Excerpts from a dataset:
⟨
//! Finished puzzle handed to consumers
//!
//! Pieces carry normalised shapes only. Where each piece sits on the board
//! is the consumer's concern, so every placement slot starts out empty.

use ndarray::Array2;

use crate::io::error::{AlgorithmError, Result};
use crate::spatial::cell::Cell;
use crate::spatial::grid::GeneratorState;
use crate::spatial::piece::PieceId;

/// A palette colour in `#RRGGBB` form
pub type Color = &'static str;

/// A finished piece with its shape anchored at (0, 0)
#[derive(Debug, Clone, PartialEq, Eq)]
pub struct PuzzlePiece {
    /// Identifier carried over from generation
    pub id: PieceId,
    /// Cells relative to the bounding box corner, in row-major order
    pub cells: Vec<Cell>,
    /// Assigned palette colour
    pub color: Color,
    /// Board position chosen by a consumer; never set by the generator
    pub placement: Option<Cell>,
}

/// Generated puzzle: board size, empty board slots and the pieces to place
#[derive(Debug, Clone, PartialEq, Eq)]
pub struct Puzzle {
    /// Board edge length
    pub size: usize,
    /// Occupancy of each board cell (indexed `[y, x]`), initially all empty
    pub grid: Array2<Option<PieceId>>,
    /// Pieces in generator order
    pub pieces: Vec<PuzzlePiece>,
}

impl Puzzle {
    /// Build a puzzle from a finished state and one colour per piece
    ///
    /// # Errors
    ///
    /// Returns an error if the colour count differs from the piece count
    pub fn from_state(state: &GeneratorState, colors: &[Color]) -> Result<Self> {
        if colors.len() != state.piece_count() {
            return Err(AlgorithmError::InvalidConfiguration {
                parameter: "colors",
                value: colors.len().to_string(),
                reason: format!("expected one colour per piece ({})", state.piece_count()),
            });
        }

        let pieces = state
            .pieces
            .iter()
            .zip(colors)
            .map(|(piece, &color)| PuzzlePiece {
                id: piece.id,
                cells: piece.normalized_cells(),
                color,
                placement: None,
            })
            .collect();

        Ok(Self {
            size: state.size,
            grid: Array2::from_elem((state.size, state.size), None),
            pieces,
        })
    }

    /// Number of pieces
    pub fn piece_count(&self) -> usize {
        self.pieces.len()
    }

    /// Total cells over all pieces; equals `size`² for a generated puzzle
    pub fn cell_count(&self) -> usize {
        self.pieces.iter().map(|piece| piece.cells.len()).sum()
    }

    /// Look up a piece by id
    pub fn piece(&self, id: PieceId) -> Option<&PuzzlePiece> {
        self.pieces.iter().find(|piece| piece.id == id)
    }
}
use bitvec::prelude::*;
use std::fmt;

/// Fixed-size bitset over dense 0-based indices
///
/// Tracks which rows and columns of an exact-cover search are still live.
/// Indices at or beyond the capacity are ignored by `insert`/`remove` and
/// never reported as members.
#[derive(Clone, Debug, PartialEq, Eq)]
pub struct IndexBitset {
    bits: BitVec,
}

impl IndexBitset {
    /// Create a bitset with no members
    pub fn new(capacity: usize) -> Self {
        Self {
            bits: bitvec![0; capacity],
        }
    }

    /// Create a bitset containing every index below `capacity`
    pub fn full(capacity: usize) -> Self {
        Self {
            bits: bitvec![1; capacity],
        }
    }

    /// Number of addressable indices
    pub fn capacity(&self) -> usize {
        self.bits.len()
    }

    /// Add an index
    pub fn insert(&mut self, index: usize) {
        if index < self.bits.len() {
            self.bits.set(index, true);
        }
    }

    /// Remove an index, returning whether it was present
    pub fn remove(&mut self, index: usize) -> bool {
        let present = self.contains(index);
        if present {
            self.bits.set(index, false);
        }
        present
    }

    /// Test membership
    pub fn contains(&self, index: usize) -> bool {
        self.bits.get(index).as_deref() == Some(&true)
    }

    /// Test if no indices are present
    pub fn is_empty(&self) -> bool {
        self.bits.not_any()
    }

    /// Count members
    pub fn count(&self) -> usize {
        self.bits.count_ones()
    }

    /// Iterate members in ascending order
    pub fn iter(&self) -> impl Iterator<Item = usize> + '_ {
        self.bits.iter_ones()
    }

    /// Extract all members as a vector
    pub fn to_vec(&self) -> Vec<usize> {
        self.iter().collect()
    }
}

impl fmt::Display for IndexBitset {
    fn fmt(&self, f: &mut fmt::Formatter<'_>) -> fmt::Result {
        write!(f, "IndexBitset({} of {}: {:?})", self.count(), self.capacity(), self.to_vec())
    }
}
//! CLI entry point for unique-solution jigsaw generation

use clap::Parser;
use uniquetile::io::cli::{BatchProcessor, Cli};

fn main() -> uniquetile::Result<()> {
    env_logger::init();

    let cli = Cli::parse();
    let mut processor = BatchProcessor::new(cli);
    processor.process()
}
⟩
⟨
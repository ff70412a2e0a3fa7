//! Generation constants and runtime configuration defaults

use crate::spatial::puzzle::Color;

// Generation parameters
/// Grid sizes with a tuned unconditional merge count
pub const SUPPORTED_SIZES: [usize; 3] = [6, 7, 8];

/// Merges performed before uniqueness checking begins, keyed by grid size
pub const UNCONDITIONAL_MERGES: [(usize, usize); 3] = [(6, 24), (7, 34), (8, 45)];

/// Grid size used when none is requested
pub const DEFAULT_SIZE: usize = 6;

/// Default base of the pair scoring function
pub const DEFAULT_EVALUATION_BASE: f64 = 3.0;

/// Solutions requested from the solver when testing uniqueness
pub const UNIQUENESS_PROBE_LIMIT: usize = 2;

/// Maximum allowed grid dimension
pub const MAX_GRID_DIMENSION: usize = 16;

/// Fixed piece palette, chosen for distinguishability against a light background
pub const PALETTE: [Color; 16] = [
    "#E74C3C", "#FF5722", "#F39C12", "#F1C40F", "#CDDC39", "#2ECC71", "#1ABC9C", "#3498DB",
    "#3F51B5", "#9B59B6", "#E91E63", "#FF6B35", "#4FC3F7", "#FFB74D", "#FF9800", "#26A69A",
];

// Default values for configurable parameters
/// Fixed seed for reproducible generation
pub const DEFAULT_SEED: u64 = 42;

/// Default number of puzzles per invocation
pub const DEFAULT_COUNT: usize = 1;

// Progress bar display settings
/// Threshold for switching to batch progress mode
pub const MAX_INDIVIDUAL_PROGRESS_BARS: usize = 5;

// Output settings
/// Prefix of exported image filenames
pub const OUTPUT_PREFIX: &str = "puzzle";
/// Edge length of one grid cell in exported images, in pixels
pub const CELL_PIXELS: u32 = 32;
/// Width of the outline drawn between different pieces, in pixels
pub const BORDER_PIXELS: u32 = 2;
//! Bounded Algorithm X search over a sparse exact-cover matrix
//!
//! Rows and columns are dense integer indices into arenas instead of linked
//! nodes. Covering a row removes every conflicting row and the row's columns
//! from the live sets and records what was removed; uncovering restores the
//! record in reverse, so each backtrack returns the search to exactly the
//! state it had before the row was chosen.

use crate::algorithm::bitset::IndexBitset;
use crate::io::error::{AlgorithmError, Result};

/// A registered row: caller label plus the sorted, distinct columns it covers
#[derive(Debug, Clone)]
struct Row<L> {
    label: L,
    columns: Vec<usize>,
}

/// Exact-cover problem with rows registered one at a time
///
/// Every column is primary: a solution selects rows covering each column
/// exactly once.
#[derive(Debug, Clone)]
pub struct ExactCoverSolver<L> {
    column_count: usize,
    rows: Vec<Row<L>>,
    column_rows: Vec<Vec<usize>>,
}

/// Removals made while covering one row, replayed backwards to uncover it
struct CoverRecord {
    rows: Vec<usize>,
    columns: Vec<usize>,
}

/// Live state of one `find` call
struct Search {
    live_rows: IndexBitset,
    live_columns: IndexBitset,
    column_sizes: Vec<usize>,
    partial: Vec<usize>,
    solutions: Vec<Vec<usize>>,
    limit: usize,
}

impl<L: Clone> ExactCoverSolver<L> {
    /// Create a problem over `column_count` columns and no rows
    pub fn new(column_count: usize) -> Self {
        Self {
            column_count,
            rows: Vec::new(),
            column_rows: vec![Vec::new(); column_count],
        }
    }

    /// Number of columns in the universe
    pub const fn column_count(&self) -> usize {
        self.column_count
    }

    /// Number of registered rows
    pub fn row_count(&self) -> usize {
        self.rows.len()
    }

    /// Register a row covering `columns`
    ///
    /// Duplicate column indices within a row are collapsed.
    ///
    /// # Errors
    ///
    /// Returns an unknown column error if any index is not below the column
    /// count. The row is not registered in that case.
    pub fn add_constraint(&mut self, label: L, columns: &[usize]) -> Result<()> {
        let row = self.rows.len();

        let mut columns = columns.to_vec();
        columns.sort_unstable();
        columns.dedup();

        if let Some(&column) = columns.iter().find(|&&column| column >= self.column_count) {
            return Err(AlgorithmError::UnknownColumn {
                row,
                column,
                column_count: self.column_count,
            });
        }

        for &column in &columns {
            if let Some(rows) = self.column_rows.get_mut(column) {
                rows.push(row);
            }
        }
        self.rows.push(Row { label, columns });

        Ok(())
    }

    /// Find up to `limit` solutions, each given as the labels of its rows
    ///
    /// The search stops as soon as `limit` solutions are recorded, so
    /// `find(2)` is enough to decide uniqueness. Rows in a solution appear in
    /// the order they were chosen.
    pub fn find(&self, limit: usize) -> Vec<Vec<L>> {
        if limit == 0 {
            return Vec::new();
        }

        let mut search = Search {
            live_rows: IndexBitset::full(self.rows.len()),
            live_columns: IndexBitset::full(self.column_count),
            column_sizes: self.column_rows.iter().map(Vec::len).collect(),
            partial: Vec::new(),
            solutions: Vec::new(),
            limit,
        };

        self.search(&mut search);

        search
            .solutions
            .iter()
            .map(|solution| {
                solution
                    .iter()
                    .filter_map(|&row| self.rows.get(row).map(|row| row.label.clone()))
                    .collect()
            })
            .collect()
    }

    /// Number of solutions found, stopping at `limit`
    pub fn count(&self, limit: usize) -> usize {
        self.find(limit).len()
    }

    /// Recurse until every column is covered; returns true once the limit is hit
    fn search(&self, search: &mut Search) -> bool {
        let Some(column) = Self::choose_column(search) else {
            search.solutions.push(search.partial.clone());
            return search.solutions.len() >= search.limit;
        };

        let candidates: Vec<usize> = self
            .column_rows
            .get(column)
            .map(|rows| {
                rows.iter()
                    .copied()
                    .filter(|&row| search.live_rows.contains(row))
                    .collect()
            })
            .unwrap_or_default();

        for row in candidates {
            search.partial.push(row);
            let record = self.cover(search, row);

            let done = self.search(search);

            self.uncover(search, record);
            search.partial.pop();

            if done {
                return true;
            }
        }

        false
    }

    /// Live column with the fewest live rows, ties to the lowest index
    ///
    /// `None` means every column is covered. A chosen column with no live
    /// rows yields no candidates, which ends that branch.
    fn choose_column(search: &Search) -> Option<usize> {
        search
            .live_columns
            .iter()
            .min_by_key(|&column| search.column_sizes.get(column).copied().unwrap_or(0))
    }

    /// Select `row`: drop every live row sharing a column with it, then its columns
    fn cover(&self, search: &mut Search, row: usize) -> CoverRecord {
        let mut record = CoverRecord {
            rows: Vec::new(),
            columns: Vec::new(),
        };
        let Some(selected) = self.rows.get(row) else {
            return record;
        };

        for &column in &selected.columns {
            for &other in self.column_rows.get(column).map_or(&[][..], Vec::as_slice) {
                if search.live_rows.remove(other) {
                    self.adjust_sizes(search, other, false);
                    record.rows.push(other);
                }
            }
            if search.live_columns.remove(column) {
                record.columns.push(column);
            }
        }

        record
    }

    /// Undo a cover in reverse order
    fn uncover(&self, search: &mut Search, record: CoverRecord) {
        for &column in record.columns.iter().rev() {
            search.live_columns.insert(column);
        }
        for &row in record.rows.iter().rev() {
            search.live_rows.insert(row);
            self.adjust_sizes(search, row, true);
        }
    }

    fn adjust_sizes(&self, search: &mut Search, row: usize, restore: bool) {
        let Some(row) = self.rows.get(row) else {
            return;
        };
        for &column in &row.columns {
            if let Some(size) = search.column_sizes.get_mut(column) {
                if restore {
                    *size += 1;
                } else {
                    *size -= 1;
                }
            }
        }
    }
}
⟩
Task prompt.
The required answer is the run of lines above, starting at the line with "fn choose_column(search: &Search)" and ending at the line with "for &other in", reproduced exactly with both ends.

Output of the exercise.
    fn choose_column(search: &Search) -> Option<usize> {
        search
            .live_columns
            .iter()
            .min_by_key(|&column| search.column_sizes.get(column).copied().unwrap_or(0))
    }

    /// Select `row`: drop every live row sharing a column with it, then its columns
    fn cover(&self, search: &mut Search, row: usize) -> CoverRecord {
        let mut record = CoverRecord {
            rows: Vec::new(),
            columns: Vec::new(),
        };
        let Some(selected) = self.rows.get(row) else {
            return record;
        };

        for &column in &selected.columns {
            for &other in self.column_rows.get(column).map_or(&[][..], Vec::as_slice) {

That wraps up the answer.